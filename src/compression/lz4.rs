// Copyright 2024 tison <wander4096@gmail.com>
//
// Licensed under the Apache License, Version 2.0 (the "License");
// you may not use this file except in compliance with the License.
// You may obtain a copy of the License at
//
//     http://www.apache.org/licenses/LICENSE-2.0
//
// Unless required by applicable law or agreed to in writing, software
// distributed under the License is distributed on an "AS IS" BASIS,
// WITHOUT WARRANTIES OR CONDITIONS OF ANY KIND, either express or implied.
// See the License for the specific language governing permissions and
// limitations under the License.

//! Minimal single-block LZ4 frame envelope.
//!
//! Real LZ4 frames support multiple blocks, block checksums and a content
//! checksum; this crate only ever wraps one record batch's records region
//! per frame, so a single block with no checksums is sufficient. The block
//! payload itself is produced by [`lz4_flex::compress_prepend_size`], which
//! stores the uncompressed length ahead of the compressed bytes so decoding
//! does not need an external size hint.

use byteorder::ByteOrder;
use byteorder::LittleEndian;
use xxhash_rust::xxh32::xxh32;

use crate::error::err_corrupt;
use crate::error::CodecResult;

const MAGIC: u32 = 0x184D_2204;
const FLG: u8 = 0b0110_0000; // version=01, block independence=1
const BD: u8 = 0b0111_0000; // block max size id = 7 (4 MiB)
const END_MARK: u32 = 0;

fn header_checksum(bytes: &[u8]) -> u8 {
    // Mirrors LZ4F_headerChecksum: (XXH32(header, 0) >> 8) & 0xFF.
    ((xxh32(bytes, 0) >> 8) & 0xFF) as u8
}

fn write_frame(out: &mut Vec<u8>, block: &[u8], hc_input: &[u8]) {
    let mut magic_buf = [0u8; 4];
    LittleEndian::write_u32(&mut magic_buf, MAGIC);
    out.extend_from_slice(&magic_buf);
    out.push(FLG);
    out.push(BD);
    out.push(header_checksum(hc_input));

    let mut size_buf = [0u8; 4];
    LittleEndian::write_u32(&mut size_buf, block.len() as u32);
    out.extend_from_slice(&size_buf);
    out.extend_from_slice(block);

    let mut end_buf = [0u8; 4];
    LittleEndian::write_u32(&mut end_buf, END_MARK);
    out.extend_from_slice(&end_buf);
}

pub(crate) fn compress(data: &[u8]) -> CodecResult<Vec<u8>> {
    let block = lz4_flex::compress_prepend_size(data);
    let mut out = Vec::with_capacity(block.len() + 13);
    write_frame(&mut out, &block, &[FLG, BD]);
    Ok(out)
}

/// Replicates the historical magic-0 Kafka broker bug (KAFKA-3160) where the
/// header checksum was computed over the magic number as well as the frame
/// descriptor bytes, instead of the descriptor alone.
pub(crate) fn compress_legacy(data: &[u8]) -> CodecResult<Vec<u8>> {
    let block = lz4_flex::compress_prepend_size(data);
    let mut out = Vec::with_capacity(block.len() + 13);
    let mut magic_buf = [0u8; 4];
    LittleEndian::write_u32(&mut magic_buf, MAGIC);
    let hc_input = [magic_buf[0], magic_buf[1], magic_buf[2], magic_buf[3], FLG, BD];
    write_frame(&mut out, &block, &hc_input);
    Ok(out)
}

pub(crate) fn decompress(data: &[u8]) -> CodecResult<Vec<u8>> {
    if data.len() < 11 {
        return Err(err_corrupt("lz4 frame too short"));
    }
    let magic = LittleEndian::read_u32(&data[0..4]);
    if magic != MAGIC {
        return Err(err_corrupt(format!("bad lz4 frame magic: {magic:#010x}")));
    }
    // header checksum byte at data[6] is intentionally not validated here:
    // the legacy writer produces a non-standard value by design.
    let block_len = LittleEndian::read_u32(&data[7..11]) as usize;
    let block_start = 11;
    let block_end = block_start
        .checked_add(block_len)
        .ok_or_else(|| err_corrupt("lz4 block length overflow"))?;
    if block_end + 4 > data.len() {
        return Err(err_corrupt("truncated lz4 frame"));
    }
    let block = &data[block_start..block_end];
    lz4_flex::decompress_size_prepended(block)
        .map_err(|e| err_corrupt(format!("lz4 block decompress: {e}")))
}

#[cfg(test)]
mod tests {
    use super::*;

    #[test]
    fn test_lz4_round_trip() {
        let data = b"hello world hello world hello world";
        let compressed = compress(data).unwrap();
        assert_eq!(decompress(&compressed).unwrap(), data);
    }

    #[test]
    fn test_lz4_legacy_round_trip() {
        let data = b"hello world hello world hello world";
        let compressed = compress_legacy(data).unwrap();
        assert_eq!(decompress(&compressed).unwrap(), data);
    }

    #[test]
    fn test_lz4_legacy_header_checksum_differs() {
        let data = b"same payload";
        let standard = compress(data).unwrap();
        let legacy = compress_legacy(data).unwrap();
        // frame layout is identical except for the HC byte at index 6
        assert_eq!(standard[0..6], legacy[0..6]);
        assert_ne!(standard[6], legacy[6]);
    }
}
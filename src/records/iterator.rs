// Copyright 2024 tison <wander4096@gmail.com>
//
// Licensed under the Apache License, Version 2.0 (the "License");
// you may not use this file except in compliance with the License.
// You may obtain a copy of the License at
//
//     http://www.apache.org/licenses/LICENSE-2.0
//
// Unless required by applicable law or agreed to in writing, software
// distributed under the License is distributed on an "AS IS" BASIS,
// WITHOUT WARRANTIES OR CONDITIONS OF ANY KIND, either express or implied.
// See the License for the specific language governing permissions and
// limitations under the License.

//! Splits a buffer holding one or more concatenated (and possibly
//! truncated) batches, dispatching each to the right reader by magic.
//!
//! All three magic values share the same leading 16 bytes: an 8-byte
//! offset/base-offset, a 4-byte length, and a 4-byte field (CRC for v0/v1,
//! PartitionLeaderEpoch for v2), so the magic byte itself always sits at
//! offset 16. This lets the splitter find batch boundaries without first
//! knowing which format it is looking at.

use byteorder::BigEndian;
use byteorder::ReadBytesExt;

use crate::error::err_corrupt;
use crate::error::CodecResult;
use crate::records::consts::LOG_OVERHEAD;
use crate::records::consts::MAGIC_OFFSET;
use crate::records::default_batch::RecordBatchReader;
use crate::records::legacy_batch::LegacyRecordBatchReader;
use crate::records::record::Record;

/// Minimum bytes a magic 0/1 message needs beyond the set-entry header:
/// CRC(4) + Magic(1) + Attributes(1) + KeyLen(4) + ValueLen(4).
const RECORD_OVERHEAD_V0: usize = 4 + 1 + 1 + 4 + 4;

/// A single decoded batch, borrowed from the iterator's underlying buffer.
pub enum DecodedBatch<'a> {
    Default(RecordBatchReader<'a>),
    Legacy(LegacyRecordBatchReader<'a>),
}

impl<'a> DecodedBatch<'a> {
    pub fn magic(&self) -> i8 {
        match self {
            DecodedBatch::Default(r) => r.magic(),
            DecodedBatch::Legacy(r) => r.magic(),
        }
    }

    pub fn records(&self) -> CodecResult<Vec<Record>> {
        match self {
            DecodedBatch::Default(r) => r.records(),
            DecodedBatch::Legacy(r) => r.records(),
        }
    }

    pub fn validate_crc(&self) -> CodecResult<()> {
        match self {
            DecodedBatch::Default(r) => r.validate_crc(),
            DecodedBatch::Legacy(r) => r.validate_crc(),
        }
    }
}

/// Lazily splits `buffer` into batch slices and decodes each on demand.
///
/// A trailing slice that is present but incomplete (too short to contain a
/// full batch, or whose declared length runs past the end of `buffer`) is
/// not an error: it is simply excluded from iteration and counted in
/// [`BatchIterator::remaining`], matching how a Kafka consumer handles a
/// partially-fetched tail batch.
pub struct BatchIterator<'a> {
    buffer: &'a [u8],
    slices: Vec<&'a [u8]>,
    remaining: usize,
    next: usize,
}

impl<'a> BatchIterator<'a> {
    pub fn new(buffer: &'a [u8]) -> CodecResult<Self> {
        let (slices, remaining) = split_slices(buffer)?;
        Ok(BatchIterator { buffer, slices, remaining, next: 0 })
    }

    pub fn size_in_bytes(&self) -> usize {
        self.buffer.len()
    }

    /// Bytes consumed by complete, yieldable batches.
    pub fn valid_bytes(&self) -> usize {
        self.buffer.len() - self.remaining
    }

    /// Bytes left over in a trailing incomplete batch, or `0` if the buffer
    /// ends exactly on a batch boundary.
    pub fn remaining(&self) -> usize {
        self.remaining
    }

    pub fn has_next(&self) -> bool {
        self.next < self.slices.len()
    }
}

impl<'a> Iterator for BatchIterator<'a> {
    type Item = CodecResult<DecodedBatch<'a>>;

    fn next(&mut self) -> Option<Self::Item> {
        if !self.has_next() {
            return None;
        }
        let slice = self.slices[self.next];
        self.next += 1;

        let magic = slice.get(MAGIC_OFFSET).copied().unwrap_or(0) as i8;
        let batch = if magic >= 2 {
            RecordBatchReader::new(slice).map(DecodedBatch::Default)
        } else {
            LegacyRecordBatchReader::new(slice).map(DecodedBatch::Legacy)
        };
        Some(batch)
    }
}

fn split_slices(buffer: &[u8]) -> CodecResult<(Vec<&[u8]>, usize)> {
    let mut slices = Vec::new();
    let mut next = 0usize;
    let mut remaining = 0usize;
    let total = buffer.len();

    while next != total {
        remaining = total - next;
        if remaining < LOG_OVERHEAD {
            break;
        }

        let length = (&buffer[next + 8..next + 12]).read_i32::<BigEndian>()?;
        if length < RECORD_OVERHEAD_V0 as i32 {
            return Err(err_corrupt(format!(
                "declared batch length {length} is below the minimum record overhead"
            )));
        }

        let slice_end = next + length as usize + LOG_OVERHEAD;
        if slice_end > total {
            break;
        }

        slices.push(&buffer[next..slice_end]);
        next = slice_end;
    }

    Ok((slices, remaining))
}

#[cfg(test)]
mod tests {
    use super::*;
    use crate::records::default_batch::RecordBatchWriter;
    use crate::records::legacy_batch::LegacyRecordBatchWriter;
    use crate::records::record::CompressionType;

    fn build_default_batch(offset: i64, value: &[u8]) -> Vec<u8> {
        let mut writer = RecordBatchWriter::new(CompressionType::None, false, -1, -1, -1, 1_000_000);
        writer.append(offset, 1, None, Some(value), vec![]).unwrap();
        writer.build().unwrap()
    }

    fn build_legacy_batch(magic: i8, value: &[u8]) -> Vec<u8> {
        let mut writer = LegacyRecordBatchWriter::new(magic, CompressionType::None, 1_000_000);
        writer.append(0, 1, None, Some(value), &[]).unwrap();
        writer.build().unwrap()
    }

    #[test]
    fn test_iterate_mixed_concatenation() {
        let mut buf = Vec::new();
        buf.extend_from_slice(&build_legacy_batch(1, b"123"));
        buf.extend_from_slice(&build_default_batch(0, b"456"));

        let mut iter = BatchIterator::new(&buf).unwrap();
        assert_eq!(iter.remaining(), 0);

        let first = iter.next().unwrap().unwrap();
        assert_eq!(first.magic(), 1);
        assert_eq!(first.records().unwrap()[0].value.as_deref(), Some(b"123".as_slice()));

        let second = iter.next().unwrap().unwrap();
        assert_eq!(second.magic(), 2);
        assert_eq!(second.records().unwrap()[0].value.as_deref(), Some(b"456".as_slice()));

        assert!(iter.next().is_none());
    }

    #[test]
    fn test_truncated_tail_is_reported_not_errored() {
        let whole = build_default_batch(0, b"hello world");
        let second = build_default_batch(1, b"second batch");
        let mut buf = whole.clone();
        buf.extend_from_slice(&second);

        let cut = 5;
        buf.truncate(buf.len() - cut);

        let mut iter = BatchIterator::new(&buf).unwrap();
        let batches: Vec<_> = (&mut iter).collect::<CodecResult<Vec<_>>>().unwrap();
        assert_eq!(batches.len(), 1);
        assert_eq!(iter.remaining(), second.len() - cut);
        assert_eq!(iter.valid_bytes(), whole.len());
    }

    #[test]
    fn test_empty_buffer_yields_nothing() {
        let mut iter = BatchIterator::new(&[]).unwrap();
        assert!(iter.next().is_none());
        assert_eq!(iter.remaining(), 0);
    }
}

++++++

**About this exercise:** In the listing above, find the line holding "pub fn records(&self)" and the line holding "fn next(&mut self)", then output those two lines and every line between them exactly.

**Problem solution:**
    pub fn records(&self) -> CodecResult<Vec<Record>> {
        match self {
            DecodedBatch::Default(r) => r.records(),
            DecodedBatch::Legacy(r) => r.records(),
        }
    }

    pub fn validate_crc(&self) -> CodecResult<()> {
        match self {
            DecodedBatch::Default(r) => r.validate_crc(),
            DecodedBatch::Legacy(r) => r.validate_crc(),
        }
    }
}

/// Lazily splits `buffer` into batch slices and decodes each on demand.
///
/// A trailing slice that is present but incomplete (too short to contain a
/// full batch, or whose declared length runs past the end of `buffer`) is
/// not an error: it is simply excluded from iteration and counted in
/// [`BatchIterator::remaining`], matching how a Kafka consumer handles a
/// partially-fetched tail batch.
pub struct BatchIterator<'a> {
    buffer: &'a [u8],
    slices: Vec<&'a [u8]>,
    remaining: usize,
    next: usize,
}

impl<'a> BatchIterator<'a> {
    pub fn new(buffer: &'a [u8]) -> CodecResult<Self> {
        let (slices, remaining) = split_slices(buffer)?;
        Ok(BatchIterator { buffer, slices, remaining, next: 0 })
    }

    pub fn size_in_bytes(&self) -> usize {
        self.buffer.len()
    }

    /// Bytes consumed by complete, yieldable batches.
    pub fn valid_bytes(&self) -> usize {
        self.buffer.len() - self.remaining
    }

    /// Bytes left over in a trailing incomplete batch, or `0` if the buffer
    /// ends exactly on a batch boundary.
    pub fn remaining(&self) -> usize {
        self.remaining
    }

    pub fn has_next(&self) -> bool {
        self.next < self.slices.len()
    }
}

impl<'a> Iterator for BatchIterator<'a> {
    type Item = CodecResult<DecodedBatch<'a>>;

    fn next(&mut self) -> Option<Self::Item> {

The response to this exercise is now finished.